The CRISPR Toolbox

Since CRISPR (clustered regularly interspaced short palindromic repeats) gene editing was discovered in 2012, its ability to make precise and permanent changes in the DNA of both animals and plants has been generating excitement. The focus of medical science research to-date has been on diseases caused by a single gene mutation, such as sickle cell anemia (SCA) and beta thalassemia, and the improvement of anti-tumor immunotherapy. The first use of an investigational ex vivo CRISPR-based therapy to treat SCA and beta thalassemia is already underway in at least two patients in clinical trials. 

CRISPR gene editing makes use of enzymes, particularly nucleases, that have been programmed to target specific sequences in the genome and then introduce edits. However, DNA cleavage and editing may occur at additional off-target sites in the genome that have similar but different DNA sequence from that of the intended site.

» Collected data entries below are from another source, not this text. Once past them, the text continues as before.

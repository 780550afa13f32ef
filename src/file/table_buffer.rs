use super::buffer_manager::BufferManager;
use super::error::FileResult;
use super::file_manager::FileHandle;
use super::PageId;

/// Single-file view of the buffer pool.
///
/// Binds one file at construction so callers working against a single table
/// can drop the file argument, while every page still lives in the shared
/// frame pool of the underlying [`BufferManager`].
pub struct TableBuffer<'a> {
    buffer: &'a mut BufferManager,
    file: FileHandle,
}

impl<'a> TableBuffer<'a> {
    pub fn new(buffer: &'a mut BufferManager, file: FileHandle) -> Self {
        Self { buffer, file }
    }

    pub fn file(&self) -> FileHandle {
        self.file
    }

    /// See [`BufferManager::get_page`]
    pub fn get_page(&mut self, page_id: PageId) -> FileResult<Option<&mut [u8]>> {
        self.buffer.get_page(self.file, page_id)
    }

    /// See [`BufferManager::create_page`]
    pub fn create_page(&mut self) -> FileResult<Option<(PageId, &mut [u8])>> {
        self.buffer.create_page(self.file)
    }

    /// See [`BufferManager::mark_dirty`]
    pub fn mark_dirty(&mut self, page_id: PageId) {
        self.buffer.mark_dirty(self.file, page_id);
    }

    /// See [`BufferManager::unpin_page`]
    pub fn unpin_page(&mut self, page_id: PageId) {
        self.buffer.unpin_page(self.file, page_id);
    }

    /// See [`BufferManager::force`]
    pub fn force(&mut self) -> FileResult<()> {
        self.buffer.force(self.file)
    }
}

#[cfg(test)]
mod tests {
    use super::*;
    use crate::file::PagedFileManager;

    #[test]
    fn test_single_file_view_shares_frames() {
        let temp_dir = tempfile::tempdir().unwrap();
        let path = temp_dir.path().join("table.bin");

        let mut file_manager = PagedFileManager::new();
        file_manager.create_file(&path).unwrap();
        let handle = file_manager.open_file(&path).unwrap();

        let mut bm = BufferManager::with_capacity(file_manager, 4);

        {
            let mut table = TableBuffer::new(&mut bm, handle);
            let (page_id, data) = table.create_page().unwrap().unwrap();
            data[8] = 99;
            table.mark_dirty(page_id);
            table.unpin_page(page_id);
            table.force().unwrap();
        }

        // The page is visible through the multi-file entry points
        assert!(bm.is_page_cached(handle, 0));
        let data = bm.get_page(handle, 0).unwrap().unwrap();
        assert_eq!(data[8], 99);
        bm.unpin_page(handle, 0);
    }
}
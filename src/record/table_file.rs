use std::sync::{Arc, Mutex};

use super::error::{RecordError, RecordResult};
use super::page::TablePage;
use super::rid::Rid;
use crate::file::{BufferManager, FileHandle, PageId};

/// Append-only writer for a table file.
///
/// Keeps the current tail page pinned between appends; when it fills, the
/// page is marked dirty, unpinned and a fresh page is allocated. Call
/// [`finish`](Self::finish) to release the tail pin and force the file.
pub struct TableWriter {
    buffer: Arc<Mutex<BufferManager>>,
    file: FileHandle,
    row_size: usize,
    current: Option<PageId>,
    resumed: bool,
}

impl TableWriter {
    pub fn new(buffer: Arc<Mutex<BufferManager>>, file: FileHandle, row_size: usize) -> Self {
        Self {
            buffer,
            file,
            row_size,
            current: None,
            resumed: false,
        }
    }

    /// Append one encoded row, returning its record identifier
    pub fn append(&mut self, row: &[u8]) -> RecordResult<Rid> {
        let mut bm = self.buffer.lock().unwrap();

        loop {
            match self.current {
                None => {
                    // First append against a non-empty file picks up at the
                    // tail page, which may still have free slots
                    if !self.resumed {
                        self.resumed = true;
                        let count = bm.page_count(self.file)?;
                        if count > 0 && bm.get_page(self.file, count - 1)?.is_some() {
                            self.current = Some(count - 1);
                            continue;
                        }
                    }

                    let (page_id, buf) = bm
                        .create_page(self.file)?
                        .ok_or(RecordError::BufferExhausted)?;
                    TablePage::init(buf, page_id, self.row_size)?;
                    self.current = Some(page_id);
                }
                Some(page_id) => {
                    // The tail page is pinned, so it must be resident
                    let buf = bm
                        .peek_page_mut(self.file, page_id)
                        .ok_or(RecordError::BufferExhausted)?;
                    let mut page = TablePage::from_buffer(buf, page_id, self.row_size)?;

                    if let Some(slot) = page.insert_row(row)? {
                        bm.mark_dirty(self.file, page_id);
                        return Ok(Rid::new(page_id, slot));
                    }

                    // Tail is full: release it and roll over to a new page
                    bm.unpin_page(self.file, page_id);
                    self.current = None;
                }
            }
        }
    }

    /// Release the tail pin and force every dirty page of the file to disk
    pub fn finish(&mut self) -> RecordResult<()> {
        let mut bm = self.buffer.lock().unwrap();
        if let Some(page_id) = self.current.take() {
            bm.unpin_page(self.file, page_id);
        }
        bm.force(self.file)?;
        Ok(())
    }
}

#[cfg(test)]
mod tests {
    use super::*;
    use crate::file::PagedFileManager;
    use crate::record::schema::{Table, decode_row, encode_row};
    use crate::record::{page_row, page_row_count};
    use tempfile::TempDir;

    fn setup() -> (TempDir, Arc<Mutex<BufferManager>>, FileHandle) {
        let temp_dir = tempfile::tempdir().unwrap();
        let path = temp_dir.path().join("table.bin");

        let mut file_manager = PagedFileManager::new();
        file_manager.create_file(&path).unwrap();
        let handle = file_manager.open_file(&path).unwrap();

        let buffer = Arc::new(Mutex::new(BufferManager::with_capacity(file_manager, 4)));
        (temp_dir, buffer, handle)
    }

    #[test]
    fn test_append_assigns_sequential_rids() {
        let (_temp_dir, buffer, handle) = setup();
        let mut writer = TableWriter::new(buffer.clone(), handle, Table::Movies.row_size());

        for i in 0..5 {
            let row = encode_row(Table::Movies, &[&format!("tt{i}"), "Film"]).unwrap();
            let rid = writer.append(&row).unwrap();
            assert_eq!(rid, Rid::new(0, i));
        }
        writer.finish().unwrap();
    }

    #[test]
    fn test_append_rolls_over_to_new_pages() {
        let (_temp_dir, buffer, handle) = setup();
        let max_rows = Table::Movies.max_rows();
        let mut writer = TableWriter::new(buffer.clone(), handle, Table::Movies.row_size());

        let total = max_rows * 2 + 3;
        for i in 0..total {
            let row = encode_row(Table::Movies, &[&format!("t{i}"), "Film"]).unwrap();
            let rid = writer.append(&row).unwrap();
            assert_eq!(rid.page_id, i / max_rows);
            assert_eq!(rid.slot_id, i % max_rows);
        }
        writer.finish().unwrap();

        assert_eq!(buffer.lock().unwrap().page_count(handle).unwrap(), 3);
    }

    #[test]
    fn test_new_writer_resumes_at_partial_tail_page() {
        let (_temp_dir, buffer, handle) = setup();

        {
            let mut writer = TableWriter::new(buffer.clone(), handle, Table::Movies.row_size());
            writer
                .append(&encode_row(Table::Movies, &["tt1", "First"]).unwrap())
                .unwrap();
            writer.finish().unwrap();
        }

        // A second writer continues in page 0 rather than opening page 1
        let mut writer = TableWriter::new(buffer.clone(), handle, Table::Movies.row_size());
        let rid = writer
            .append(&encode_row(Table::Movies, &["tt2", "Second"]).unwrap())
            .unwrap();
        writer.finish().unwrap();

        assert_eq!(rid, Rid::new(0, 1));
        assert_eq!(buffer.lock().unwrap().page_count(handle).unwrap(), 1);
    }

    #[test]
    fn test_rows_survive_force_and_reload() {
        let (_temp_dir, buffer, handle) = setup();
        let mut writer = TableWriter::new(buffer.clone(), handle, Table::People.row_size());

        let row = encode_row(Table::People, &["nm0000001", "Alice"]).unwrap();
        let rid = writer.append(&row).unwrap();
        writer.finish().unwrap();

        let mut bm = buffer.lock().unwrap();
        bm.aggressive_cleanup().unwrap();

        let buf = bm.get_page(handle, rid.page_id).unwrap().unwrap();
        let stored = page_row(buf, Table::People.row_size(), rid.slot_id).unwrap();
        let values = decode_row(Table::People, stored).unwrap();
        assert_eq!(values, vec!["nm0000001", "Alice"]);
        assert_eq!(page_row_count(bm.peek_page(handle, 0).unwrap(), 115), 1);
        bm.unpin_page(handle, rid.page_id);
    }
}
use std::sync::{Arc, Mutex};

use super::error::ExecResult;
use super::tuple::Tuple;
use super::Operator;
use crate::file::{BufferManager, FileHandle};
use crate::index::{RidIter, TitleIndex};
use crate::record::{Table, decode_row, page_row};

/// Index scan producing every tuple whose key lies in `[lo, hi]`, in
/// ascending key order.
///
/// The RID list is drawn from the B+ tree at open. Each `next` fetches the
/// row's page, decodes it and unpins immediately; a RID whose page cannot
/// be fetched is skipped rather than failing the scan.
pub struct IndexScan {
    tree: TitleIndex,
    buffer: Arc<Mutex<BufferManager>>,
    file: FileHandle,
    table: Table,
    columns: Arc<[String]>,
    lo: String,
    hi: String,
    rids: Option<RidIter>,
}

impl IndexScan {
    #[allow(clippy::too_many_arguments)]
    pub fn new(
        tree: TitleIndex,
        buffer: Arc<Mutex<BufferManager>>,
        file: FileHandle,
        table: Table,
        columns: Arc<[String]>,
        lo: &str,
        hi: &str,
    ) -> Self {
        Self {
            tree,
            buffer,
            file,
            table,
            columns,
            lo: lo.to_string(),
            hi: hi.to_string(),
            rids: None,
        }
    }
}

impl Operator for IndexScan {
    fn open(&mut self) -> ExecResult<()> {
        if self.rids.is_none() {
            self.rids = Some(self.tree.range_search(&self.lo, &self.hi)?);
        }
        Ok(())
    }

    fn next(&mut self) -> ExecResult<Option<Tuple>> {
        let Some(rids) = self.rids.as_mut() else {
            return Ok(None);
        };

        for rid in rids {
            let mut bm = self.buffer.lock().unwrap();
            let Some(buf) = bm.get_page(self.file, rid.page_id)? else {
                // A missing page is not fatal to an index scan
                continue;
            };

            let decoded = page_row(buf, self.table.row_size(), rid.slot_id)
                .map(|row| decode_row(self.table, row))
                .transpose()?;
            bm.unpin_page(self.file, rid.page_id);

            if let Some(values) = decoded {
                return Ok(Some(Tuple::new(values, self.columns.clone())));
            }
        }

        Ok(None)
    }

    fn close(&mut self) -> ExecResult<()> {
        self.rids = None;
        Ok(())
    }
}
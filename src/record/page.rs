use super::error::{RecordError, RecordResult};
use super::rid::SlotId;
use super::schema::PAGE_HEADER_SIZE;
use crate::file::{PAGE_SIZE, PageId};

/// Zero-copy wrapper over one 4 KiB page buffer holding fixed-width rows.
///
/// Layout: 8-byte header (big-endian page id, big-endian row count) followed
/// by rows packed back to back in insertion order. Pages never shrink and
/// rows are never deleted, so the row count is also the next free slot.
pub struct TablePage<'a> {
    buf: &'a mut [u8],
    row_size: usize,
}

impl<'a> TablePage<'a> {
    /// Initialise an empty page in the provided buffer
    pub fn init(buf: &'a mut [u8], page_id: PageId, row_size: usize) -> RecordResult<Self> {
        check_buffer(buf, row_size)?;

        buf.fill(0);
        buf[0..4].copy_from_slice(&(page_id as u32).to_be_bytes());
        // Row count starts at zero, which the fill already wrote

        Ok(Self { buf, row_size })
    }

    /// Wrap an existing page buffer, verifying that the embedded page id
    /// matches the id the page is indexed under. Disagreement means the
    /// bytes do not belong to this slot of the file.
    pub fn from_buffer(
        buf: &'a mut [u8],
        expected_page_id: PageId,
        row_size: usize,
    ) -> RecordResult<Self> {
        check_buffer(buf, row_size)?;

        let embedded = page_embedded_id(buf);
        if embedded != expected_page_id {
            return Err(RecordError::CorruptPage {
                page_id: expected_page_id,
                detail: format!("embedded page id is {embedded}"),
            });
        }

        Ok(Self { buf, row_size })
    }

    pub fn page_id(&self) -> PageId {
        page_embedded_id(self.buf)
    }

    pub fn row_count(&self) -> usize {
        page_row_count(self.buf, self.row_size)
    }

    pub fn max_rows(&self) -> usize {
        (PAGE_SIZE - PAGE_HEADER_SIZE) / self.row_size
    }

    pub fn is_full(&self) -> bool {
        self.row_count() >= self.max_rows()
    }

    /// Append a row at the next free slot and bump the header row count.
    /// Returns `None` when the page is full, leaving header and payload
    /// untouched.
    pub fn insert_row(&mut self, row: &[u8]) -> RecordResult<Option<SlotId>> {
        if row.len() != self.row_size {
            return Err(RecordError::InvalidRow(format!(
                "row is {} bytes, page stores {}-byte rows",
                row.len(),
                self.row_size
            )));
        }

        let slot = self.row_count();
        if slot >= self.max_rows() {
            return Ok(None);
        }

        let offset = PAGE_HEADER_SIZE + slot * self.row_size;
        self.buf[offset..offset + self.row_size].copy_from_slice(row);
        self.buf[4..8].copy_from_slice(&((slot + 1) as u32).to_be_bytes());

        Ok(Some(slot))
    }

    /// Constant-time row access; `None` when the slot is out of range
    pub fn row(&self, slot: SlotId) -> Option<&[u8]> {
        page_row(self.buf, self.row_size, slot)
    }

    /// The raw page bytes
    pub fn raw(&self) -> &[u8] {
        self.buf
    }
}

fn check_buffer(buf: &[u8], row_size: usize) -> RecordResult<()> {
    if buf.len() != PAGE_SIZE {
        return Err(RecordError::InvalidRow(format!(
            "page buffer must be {PAGE_SIZE} bytes, got {}",
            buf.len()
        )));
    }
    if row_size == 0 || row_size > PAGE_SIZE - PAGE_HEADER_SIZE {
        return Err(RecordError::InvalidRow(format!(
            "row size {row_size} does not fit a page"
        )));
    }
    Ok(())
}

/// Page id embedded in a page buffer's header
pub fn page_embedded_id(buf: &[u8]) -> PageId {
    u32::from_be_bytes([buf[0], buf[1], buf[2], buf[3]]) as PageId
}

/// Row count from a page buffer's header, clamped to what the page can
/// physically hold so a corrupt count cannot send readers out of bounds
pub fn page_row_count(buf: &[u8], row_size: usize) -> usize {
    let count = u32::from_be_bytes([buf[4], buf[5], buf[6], buf[7]]) as usize;
    count.min((PAGE_SIZE - PAGE_HEADER_SIZE) / row_size)
}

/// Read-only row access into a pinned page buffer
pub fn page_row(buf: &[u8], row_size: usize, slot: SlotId) -> Option<&[u8]> {
    if slot >= page_row_count(buf, row_size) {
        return None;
    }
    let offset = PAGE_HEADER_SIZE + slot * row_size;
    Some(&buf[offset..offset + row_size])
}

#[cfg(test)]
mod tests {
    use super::*;
    use crate::record::schema::{Table, decode_row, encode_row};

    fn page_buffer() -> Vec<u8> {
        vec![0u8; PAGE_SIZE]
    }

    #[test]
    fn test_init_writes_header() {
        let mut buf = page_buffer();
        let page = TablePage::init(&mut buf, 7, 39).unwrap();
        assert_eq!(page.page_id(), 7);
        assert_eq!(page.row_count(), 0);
        assert!(!page.is_full());
    }

    #[test]
    fn test_insert_and_get_row() {
        let mut buf = page_buffer();
        let mut page = TablePage::init(&mut buf, 0, Table::Movies.row_size()).unwrap();

        let row = encode_row(Table::Movies, &["tt0000001", "A Movie"]).unwrap();
        let slot = page.insert_row(&row).unwrap().unwrap();
        assert_eq!(slot, 0);
        assert_eq!(page.row_count(), 1);

        let stored = page.row(0).unwrap();
        assert_eq!(stored, row.as_slice());
        let values = decode_row(Table::Movies, stored).unwrap();
        assert_eq!(values, vec!["tt0000001", "A Movie"]);
    }

    #[test]
    fn test_get_row_out_of_range() {
        let mut buf = page_buffer();
        let mut page = TablePage::init(&mut buf, 0, 39).unwrap();
        assert!(page.row(0).is_none());

        page.insert_row(&[1u8; 39]).unwrap().unwrap();
        assert!(page.row(0).is_some());
        assert!(page.row(1).is_none());
        assert!(page.row(1000).is_none());
    }

    #[test]
    fn test_insert_into_full_page() {
        let mut buf = page_buffer();
        let row_size = Table::Movies.row_size();
        let mut page = TablePage::init(&mut buf, 0, row_size).unwrap();

        for i in 0..page.max_rows() {
            let slot = page.insert_row(&[i as u8; 39]).unwrap();
            assert_eq!(slot, Some(i));
        }
        assert!(page.is_full());

        // A full page reports FULL without mutating header or payload
        let before = page.raw().to_vec();
        assert_eq!(page.insert_row(&[0xFFu8; 39]).unwrap(), None);
        assert_eq!(page.raw(), before.as_slice());
    }

    #[test]
    fn test_from_buffer_round_trip() {
        let mut buf = page_buffer();
        let row = encode_row(Table::People, &["nm0000001", "Alice"]).unwrap();
        {
            let mut page = TablePage::init(&mut buf, 3, Table::People.row_size()).unwrap();
            page.insert_row(&row).unwrap().unwrap();
        }

        let page = TablePage::from_buffer(&mut buf, 3, Table::People.row_size()).unwrap();
        assert_eq!(page.row_count(), 1);
        assert_eq!(page.row(0).unwrap(), row.as_slice());
    }

    #[test]
    fn test_from_buffer_detects_id_mismatch() {
        let mut buf = page_buffer();
        TablePage::init(&mut buf, 3, 39).unwrap();

        let result = TablePage::from_buffer(&mut buf, 5, 39);
        assert!(matches!(result, Err(RecordError::CorruptPage { .. })));
    }

    #[test]
    fn test_corrupt_row_count_is_clamped() {
        let mut buf = page_buffer();
        TablePage::init(&mut buf, 0, 39).unwrap();
        buf[4..8].copy_from_slice(&u32::MAX.to_be_bytes());

        assert_eq!(page_row_count(&buf, 39), (PAGE_SIZE - PAGE_HEADER_SIZE) / 39);
    }

    #[test]
    fn test_insert_wrong_row_size() {
        let mut buf = page_buffer();
        let mut page = TablePage::init(&mut buf, 0, 39).unwrap();
        assert!(page.insert_row(&[0u8; 40]).is_err());
    }
}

Although Cas9 is the most commonly used CRISPR nuclease, others do exist, and applications are being developed. In fact, over the last few years, more than 10 different CRISPR/Cas proteins have been engineered for gene editing and there are many more known and being discovered across bacterial species. These other enzymes can work alongside Cas9 or be used to serve different functions – and there will likely be no shortage in the variety to satisfy the targeted nuclease application. 

Though Cas9 remains the best-characterized and most widely used nuclease for gene editing, Cas12a has recently emerged as an alternative (1). There are several unique features of Cas12a that distinguish it from Cas9 – most notably the fact that it works across a broad range of temperatures, including lower temperatures. Additionally, it targets AT-rich regions of the genome, which makes it suitable for editing plants, which are AT-rich. Until recently though, Cas12a was not very efficient at cutting DNA. However, our team has isolated a new and improved variant, Cas12a Ultra, which provides specificity and efficiency as good as that of Cas9, as well as different targeting characteristics.

However, with all gene editing, whether it be in plants or in animals, off-target effects remain an important consideration. Despite its advantages in potency, DNA cleavage and editing may occur at unintended sites throughout the genome that have a similar DNA sequence and differ by typically one to three bases. Often, these events occur in areas of the genome thought to have no function, nevertheless there is always a risk of unintended, adverse consequences. Generally, the longer Cas9 persists in cells, the more opportunity there is for unintended side effects, like off-target effects. My work has focused on assessing the newly engineered Cas9 and Cas12a enzymes that have improved targeting specificity and thus reduced off-target effects. 

As CRISPR technology advances, it is important to balance perspectives on both the potential benefits and risks. It is paramount that we have not only the tools to edit more precisely and effectively, but also tools to check for and eventually address off-target effects.